Smell too is a subcognitive minister, preaching bonds that we are at a loss to describe or understand. A human newborn is helpless, pathetically uncoordinated, but if you place the infant on the mother's stomach after birth it will inch its way up to her breast, driven almost entirely by olfactory cues; and if one breast is washed and the other left unwashed, the infant will seek out the unbathed nipple. The fontanel of a baby's head, where the plates of the skull have not yet fused together, is ri
ch in sweat glands that exude odors, and a mother smells the fontanel often, lowers her head without thinking and takes a sniff. Parent and child may become bonded to each other prenatally, through an exchange of odors or odorlike molecules. The fetus secretes its signature scent into the urine that makes up the amniotic fluid of the womb. The fluid is turned over and excreted into the mother's urine, and thus she gets to know her baby's smell before birth, and the father may become familiar with his gestating infant's smell as well, by being in close proximity to the mother. Fathers love their newborns as profoundly as mothers do, even without the physical and hormonal changes that come with pregnancy. Ambient fetal odor types may serve to indoctrinate the circuits toward a receptive and compliant condition. John Money, a caliph of sexology research, has said that a person who is anosmic—who has no sense of smell—can feel lust but cannot form attachments. When one spouse dislikes the other spouse's smell, the marriage is doomed to fail. "'Don't marry Hermengard,' Pope Stephen III wrote to Charlemagne. 'She stinks like all the Longobards.' Charlemagne married her anyway, and ended up repudiating her," Guido Ceronetti writes in The Silence of the Body. "He couldn't stand her stench."
Touch, taste, smell: in the solicitation of love, no sense is left unseized. And because we are above all a visual species, babies play on this by pleasing the eye—by being almost too cute, literally, to bear. During the very last weeks of pregnancy, a human infant lays down a layer of subcutaneous fat.
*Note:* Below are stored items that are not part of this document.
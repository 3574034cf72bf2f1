//! Leaderboard manager.

use super::aggregator::{Tallies, tally_bracket};
use super::models::{EventChampion, SportLeaderboard, TeamStanding};
use crate::bracket::{Bracket, BracketError, BracketId, BracketStore, EventId, compute_progress};
use log::warn;
use std::sync::Arc;
use thiserror::Error;

/// Leaderboard errors
#[derive(Debug, Error)]
pub enum LeaderboardError {
    #[error("Bracket not found: {0}")]
    BracketNotFound(BracketId),

    #[error("Failed to load bracket data: {0}")]
    Load(#[from] BracketError),
}

impl LeaderboardError {
    pub fn is_transient(&self) -> bool {
        matches!(self, LeaderboardError::Load(e) if e.is_transient())
    }

    pub fn client_message(&self) -> String {
        match self {
            LeaderboardError::Load(e) => e.client_message(),
            other => other.to_string(),
        }
    }
}

pub type LeaderboardResult<T> = Result<T, LeaderboardError>;

/// Read-only leaderboard views over the bracket store
#[derive(Clone)]
pub struct LeaderboardManager {
    store: Arc<dyn BracketStore>,
}

impl LeaderboardManager {
    pub fn new(store: Arc<dyn BracketStore>) -> Self {
        Self { store }
    }

    /// Ranked standings of one bracket
    pub async fn bracket_leaderboard(
        &self,
        bracket_id: BracketId,
    ) -> LeaderboardResult<Vec<TeamStanding>> {
        let bracket = self
            .store
            .find_bracket(bracket_id)
            .await?
            .ok_or(LeaderboardError::BracketNotFound(bracket_id))?;
        Ok(self.tally(&bracket).await?.ranked())
    }

    /// Event-wide standings summed across every sport
    pub async fn event_leaderboard(
        &self,
        event_id: EventId,
    ) -> LeaderboardResult<Vec<TeamStanding>> {
        let mut event = Tallies::default();
        for bracket in self.store.list_brackets(event_id).await? {
            event.absorb(&self.tally(&bracket).await?);
        }
        Ok(event.ranked())
    }

    /// One ranked table per sport of the event
    pub async fn sport_leaderboards(
        &self,
        event_id: EventId,
    ) -> LeaderboardResult<Vec<SportLeaderboard>> {
        let mut boards = Vec::new();
        for bracket in self.store.list_brackets(event_id).await? {
            let standings = self.tally(&bracket).await?.ranked();
            boards.push(SportLeaderboard {
                bracket_id: bracket.id,
                sport_type: bracket.sport_type,
                bracket_type: bracket.bracket_type,
                standings,
            });
        }
        Ok(boards)
    }

    /// Champions of the event's completed brackets
    pub async fn event_champions(
        &self,
        event_id: EventId,
    ) -> LeaderboardResult<Vec<EventChampion>> {
        let mut champions = Vec::new();
        for bracket in self.store.list_brackets(event_id).await? {
            let matches = self.store.load_matches(bracket.id).await?;
            let progress = compute_progress(bracket.bracket_type, bracket.id, &matches);
            if let Some(champion_team_id) = progress.champion_team_id {
                champions.push(EventChampion {
                    bracket_id: bracket.id,
                    sport_type: bracket.sport_type,
                    bracket_type: bracket.bracket_type,
                    champion_team_id,
                });
            }
        }
        Ok(champions)
    }

    /// [`event_leaderboard`](Self::event_leaderboard), empty on failure
    pub async fn event_leaderboard_or_empty(&self, event_id: EventId) -> Vec<TeamStanding> {
        self.event_leaderboard(event_id)
            .await
            .unwrap_or_else(|e| degrade("event leaderboard", event_id, e))
    }

    /// [`sport_leaderboards`](Self::sport_leaderboards), empty on failure
    pub async fn sport_leaderboards_or_empty(&self, event_id: EventId) -> Vec<SportLeaderboard> {
        self.sport_leaderboards(event_id)
            .await
            .unwrap_or_else(|e| degrade("sport leaderboards", event_id, e))
    }

    /// [`event_champions`](Self::event_champions), empty on failure
    pub async fn event_champions_or_empty(&self, event_id: EventId) -> Vec<EventChampion> {
        self.event_champions(event_id)
            .await
            .unwrap_or_else(|e| degrade("event champions", event_id, e))
    }

    async fn tally(&self, bracket: &Bracket) -> LeaderboardResult<Tallies> {
        let matches = self.store.load_matches(bracket.id).await?;
        Ok(tally_bracket(bracket.bracket_type, &matches))
    }
}

fn degrade<T>(view: &str, event_id: EventId, error: LeaderboardError) -> Vec<T> {
    warn!("Serving empty {view} for event {event_id}: {error}");
    Vec::new()
}

#[cfg(test)]
mod tests {
    use super::*;
    use crate::bracket::{BracketManager, MatchResult, MemoryBracketStore, NewBracket};
    use crate::format::BracketFormat;

    async fn setup() -> (BracketManager, LeaderboardManager, Arc<MemoryBracketStore>) {
        let store = Arc::new(MemoryBracketStore::new());
        (
            BracketManager::new(store.clone()),
            LeaderboardManager::new(store.clone()),
            store,
        )
    }

    #[tokio::test]
    async fn test_event_leaderboard_across_sports() {
        let (brackets, leaderboard, _) = setup().await;

        for (sport, teams) in [("chess", vec![1, 2]), ("badminton", vec![2, 1])] {
            let summary = brackets
                .create_bracket(NewBracket {
                    event_id: 9,
                    sport_type: sport.to_string(),
                    bracket_type: BracketFormat::SingleElimination,
                    team_ids: teams.clone(),
                })
                .await
                .unwrap();
            let final_id = summary.rounds[0].matches[0].id;
            brackets
                .submit_result(
                    final_id,
                    MatchResult {
                        team1_score: if teams[0] == 2 { 2 } else { 1 },
                        team2_score: if teams[0] == 2 { 1 } else { 2 },
                        winner_team_id: 2,
                    },
                )
                .await
                .unwrap();
        }

        let standings = leaderboard.event_leaderboard(9).await.unwrap();
        assert_eq!(standings.len(), 2);
        assert_eq!(standings[0].team_id, 2);
        assert_eq!(standings[0].gold, 2);
        assert_eq!(standings[0].total_points, 6);
        assert_eq!(standings[0].win_rate, 100);
        assert_eq!(standings[1].silver, 2);
        assert_eq!(standings[1].win_rate, 0);

        let boards = leaderboard.sport_leaderboards(9).await.unwrap();
        assert_eq!(boards.len(), 2);
        assert_eq!(boards[0].sport_type, "chess");

        let champions = leaderboard.event_champions(9).await.unwrap();
        assert!(champions.iter().all(|c| c.champion_team_id == 2));
    }

    #[tokio::test]
    async fn test_unknown_event_is_empty() {
        let (_, leaderboard, _) = setup().await;
        assert!(leaderboard.event_leaderboard(404).await.unwrap().is_empty());
        assert!(matches!(
            leaderboard.bracket_leaderboard(404).await,
            Err(LeaderboardError::BracketNotFound(404))
        ));
    }

    #[tokio::test]
    async fn test_outage_degrades_to_empty() {
        let (brackets, leaderboard, store) = setup().await;
        brackets
            .create_bracket(NewBracket {
                event_id: 3,
                sport_type: "codm".to_string(),
                bracket_type: BracketFormat::RoundRobin,
                team_ids: vec![1, 2, 3],
            })
            .await
            .unwrap();

        store.set_offline(true);
        let err = leaderboard.event_leaderboard(3).await.unwrap_err();
        assert!(err.is_transient());
        assert!(leaderboard.event_leaderboard_or_empty(3).await.is_empty());
        assert!(leaderboard.event_champions_or_empty(3).await.is_empty());
        assert!(leaderboard.sport_leaderboards_or_empty(3).await.is_empty());
    }
}
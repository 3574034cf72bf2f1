//! Recommendation persistence.

use super::errors::{RecommendError, RecommendResult};
use super::models::{
    HistorySample, NewRecommendation, RecommendationId, RecommendationRecord, RecommendationStats,
};
use crate::db::StoreError;
use crate::db::timeouts::{DEFAULT_QUERY_TIMEOUT, with_timeout};
use crate::format::BracketFormat;
use async_trait::async_trait;
use chrono::Utc;
use sqlx::postgres::PgRow;
use sqlx::{PgPool, Row};
use std::sync::Arc;
use std::sync::atomic::{AtomicBool, Ordering};
use std::time::Duration;
use tokio::sync::RwLock;

/// Storage of recommendation records
#[async_trait]
pub trait RecommendationStore: Send + Sync {
    async fn insert(&self, new: NewRecommendation) -> RecommendResult<RecommendationRecord>;

    async fn find(&self, id: RecommendationId) -> RecommendResult<Option<RecommendationRecord>>;

    /// Newest `limit` records for a sport, compared case-insensitively
    async fn recent_for_sport(
        &self,
        sport_type: &str,
        limit: usize,
    ) -> RecommendResult<Vec<HistorySample>>;

    /// Set the admin choice if none is recorded yet.
    ///
    /// Returns `None` when the record is missing or already decided.
    async fn record_choice(
        &self,
        id: RecommendationId,
        choice: BracketFormat,
        matches_created: usize,
    ) -> RecommendResult<Option<RecommendationRecord>>;

    async fn stats(&self) -> RecommendResult<RecommendationStats>;
}

/// PostgreSQL implementation of [`RecommendationStore`]
pub struct PgRecommendationStore {
    pool: Arc<PgPool>,
    query_timeout: Duration,
}

impl PgRecommendationStore {
    pub fn new(pool: Arc<PgPool>) -> Self {
        Self {
            pool,
            query_timeout: DEFAULT_QUERY_TIMEOUT,
        }
    }

    pub fn with_query_timeout(mut self, query_timeout: Duration) -> Self {
        self.query_timeout = query_timeout;
        self
    }
}

const RECORD_COLUMNS: &str = "id, event_id, sport_type, num_teams, recommended_format, \
     confidence_score, factors_considered, admin_choice, matches_created, created_at, updated_at";

fn parse_format(label: &str) -> RecommendResult<BracketFormat> {
    label
        .parse()
        .map_err(|e: crate::format::UnknownFormat| StoreError::Corrupt(e.to_string()).into())
}

fn count(value: i32, column: &str) -> RecommendResult<usize> {
    usize::try_from(value)
        .map_err(|_| StoreError::Corrupt(format!("negative {column}: {value}")).into())
}

fn record_from_row(row: &PgRow) -> RecommendResult<RecommendationRecord> {
    let recommended: String = row.get("recommended_format");
    let choice: Option<String> = row.get("admin_choice");
    let confidence: i32 = row.get("confidence_score");

    Ok(RecommendationRecord {
        id: row.get("id"),
        event_id: row.get("event_id"),
        sport_type: row.get("sport_type"),
        num_teams: count(row.get("num_teams"), "num_teams")?,
        recommended_format: parse_format(&recommended)?,
        confidence_score: u8::try_from(confidence.clamp(0, 100)).unwrap_or(0),
        factors_considered: serde_json::from_value(row.get("factors_considered"))?,
        admin_choice: choice.as_deref().map(parse_format).transpose()?,
        matches_created: count(row.get("matches_created"), "matches_created")?,
        created_at: row.get::<chrono::NaiveDateTime, _>("created_at").and_utc(),
        updated_at: row.get::<chrono::NaiveDateTime, _>("updated_at").and_utc(),
    })
}

#[async_trait]
impl RecommendationStore for PgRecommendationStore {
    async fn insert(&self, new: NewRecommendation) -> RecommendResult<RecommendationRecord> {
        let factors = serde_json::to_value(&new.factors_considered)?;
        let row = with_timeout(
            self.query_timeout,
            sqlx::query(&format!(
                "INSERT INTO tournament_recommendations \
                 (event_id, sport_type, num_teams, recommended_format, confidence_score, factors_considered) \
                 VALUES ($1, $2, $3, $4, $5, $6) RETURNING {RECORD_COLUMNS}"
            ))
            .bind(new.event_id)
            .bind(&new.sport_type)
            .bind(new.num_teams as i32)
            .bind(new.recommended_format.as_str())
            .bind(i32::from(new.confidence_score))
            .bind(factors)
            .fetch_one(self.pool.as_ref()),
        )
        .await?;

        record_from_row(&row)
    }

    async fn find(&self, id: RecommendationId) -> RecommendResult<Option<RecommendationRecord>> {
        let row = with_timeout(
            self.query_timeout,
            sqlx::query(&format!(
                "SELECT {RECORD_COLUMNS} FROM tournament_recommendations WHERE id = $1"
            ))
            .bind(id)
            .fetch_optional(self.pool.as_ref()),
        )
        .await?;

        row.as_ref().map(record_from_row).transpose()
    }

    async fn recent_for_sport(
        &self,
        sport_type: &str,
        limit: usize,
    ) -> RecommendResult<Vec<HistorySample>> {
        let rows = with_timeout(
            self.query_timeout,
            sqlx::query(
                "SELECT num_teams, recommended_format, admin_choice
                 FROM tournament_recommendations
                 WHERE LOWER(sport_type) = LOWER($1)
                 ORDER BY created_at DESC, id DESC
                 LIMIT $2",
            )
            .bind(sport_type.trim())
            .bind(limit as i64)
            .fetch_all(self.pool.as_ref()),
        )
        .await?;

        rows.iter()
            .map(|row| {
                let recommended: String = row.get("recommended_format");
                let choice: Option<String> = row.get("admin_choice");
                Ok(HistorySample {
                    num_teams: count(row.get("num_teams"), "num_teams")?,
                    recommended_format: parse_format(&recommended)?,
                    admin_choice: choice.as_deref().map(parse_format).transpose()?,
                })
            })
            .collect()
    }

    async fn record_choice(
        &self,
        id: RecommendationId,
        choice: BracketFormat,
        matches_created: usize,
    ) -> RecommendResult<Option<RecommendationRecord>> {
        let row = with_timeout(
            self.query_timeout,
            sqlx::query(&format!(
                "UPDATE tournament_recommendations
                 SET admin_choice = $1, matches_created = $2, updated_at = NOW()
                 WHERE id = $3 AND admin_choice IS NULL
                 RETURNING {RECORD_COLUMNS}"
            ))
            .bind(choice.as_str())
            .bind(matches_created as i32)
            .bind(id)
            .fetch_optional(self.pool.as_ref()),
        )
        .await?;

        row.as_ref().map(record_from_row).transpose()
    }

    async fn stats(&self) -> RecommendResult<RecommendationStats> {
        let row = with_timeout(
            self.query_timeout,
            sqlx::query(
                "SELECT
                    COUNT(*) AS total_recommendations,
                    COUNT(admin_choice) AS admin_decisions,
                    COUNT(*) FILTER (WHERE admin_choice = recommended_format) AS accepted_recommendations,
                    AVG(confidence_score)::FLOAT8 AS avg_confidence
                 FROM tournament_recommendations",
            )
            .fetch_one(self.pool.as_ref()),
        )
        .await?;

        let total: i64 = row.get("total_recommendations");
        let decisions: i64 = row.get("admin_decisions");
        let accepted: i64 = row.get("accepted_recommendations");
        let avg: Option<f64> = row.get("avg_confidence");

        Ok(RecommendationStats::new(
            total.max(0) as u64,
            decisions.max(0) as u64,
            accepted.max(0) as u64,
            avg.unwrap_or(0.0),
        ))
    }
}

/// In-memory [`RecommendationStore`] for tests and database-less runs
#[derive(Debug, Default)]
pub struct MemoryRecommendationStore {
    records: RwLock<Vec<RecommendationRecord>>,
    offline: AtomicBool,
}

impl MemoryRecommendationStore {
    pub fn new() -> Self {
        Self::default()
    }

    /// Make every call fail as if the database were unreachable
    pub fn set_offline(&self, offline: bool) {
        self.offline.store(offline, Ordering::SeqCst);
    }

    fn check_online(&self) -> RecommendResult<()> {
        if self.offline.load(Ordering::SeqCst) {
            return Err(RecommendError::Store(StoreError::Timeout(Duration::ZERO)));
        }
        Ok(())
    }
}

#[async_trait]
impl RecommendationStore for MemoryRecommendationStore {
    async fn insert(&self, new: NewRecommendation) -> RecommendResult<RecommendationRecord> {
        self.check_online()?;
        let mut records = self.records.write().await;
        let now = Utc::now();
        let record = RecommendationRecord {
            id: records.len() as RecommendationId + 1,
            event_id: new.event_id,
            sport_type: new.sport_type,
            num_teams: new.num_teams,
            recommended_format: new.recommended_format,
            confidence_score: new.confidence_score,
            factors_considered: new.factors_considered,
            admin_choice: None,
            matches_created: 0,
            created_at: now,
            updated_at: now,
        };
        records.push(record.clone());
        Ok(record)
    }

    async fn find(&self, id: RecommendationId) -> RecommendResult<Option<RecommendationRecord>> {
        self.check_online()?;
        Ok(self
            .records
            .read()
            .await
            .iter()
            .find(|r| r.id == id)
            .cloned())
    }

    async fn recent_for_sport(
        &self,
        sport_type: &str,
        limit: usize,
    ) -> RecommendResult<Vec<HistorySample>> {
        self.check_online()?;
        let sport = sport_type.trim().to_lowercase();
        Ok(self
            .records
            .read()
            .await
            .iter()
            .rev()
            .filter(|r| r.sport_type.to_lowercase() == sport)
            .take(limit)
            .map(|r| HistorySample {
                num_teams: r.num_teams,
                recommended_format: r.recommended_format,
                admin_choice: r.admin_choice,
            })
            .collect())
    }

    async fn record_choice(
        &self,
        id: RecommendationId,
        choice: BracketFormat,
        matches_created: usize,
    ) -> RecommendResult<Option<RecommendationRecord>> {
        self.check_online()?;
        let mut records = self.records.write().await;
        let Some(record) = records
            .iter_mut()
            .find(|r| r.id == id && r.admin_choice.is_none())
        else {
            return Ok(None);
        };
        record.admin_choice = Some(choice);
        record.matches_created = matches_created;
        record.updated_at = Utc::now();
        Ok(Some(record.clone()))
    }

    async fn stats(&self) -> RecommendResult<RecommendationStats> {
        self.check_online()?;
        let records = self.records.read().await;
        let total = records.len() as u64;
        let decisions = records.iter().filter(|r| r.is_decided()).count() as u64;
        let accepted = records
            .iter()
            .filter(|r| r.admin_choice == Some(r.recommended_format))
            .count() as u64;
        let avg = if records.is_empty() {
            0.0
        } else {
            records
                .iter()
                .map(|r| f64::from(r.confidence_score))
                .sum::<f64>()
                / records.len() as f64
        };
        Ok(RecommendationStats::new(total, decisions, accepted, avg))
    }
}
The difference between a slightly premature and a full-term baby is largely a matter of two pounds of fat tissue, and the extra bulk makes the birth harder for the mother. A gorilla baby is born with almost no fat on it and instead starts gaining fat and weight postpartum. Why a human baby arrives prefattened isn't clear; there's no obvious physiological justification for the adipose stores. Some have proposed that the fat is there for the sake of the brain, but if great doses of lipids were needed to stoke the infant's fast-growing brain after birth, we would expect to see a high fat content in human milk. Instead the opposite is true, and human milk is comparatively low in fat. Sarah Blaffer Hrdy suggests that babies are fat to make them look adorable. Fat is an aesthetic epoxy. We are drawn to the sight of a chubby, soft, rounded baby, with its round cheeks, round buttocks, fleshy arms and thighs. The visual seductions of a baby, its cuteness quotient, may magnify its power to win the warmth, the nose, the touch, the low-fat holy water of its mother. What comes round stays around.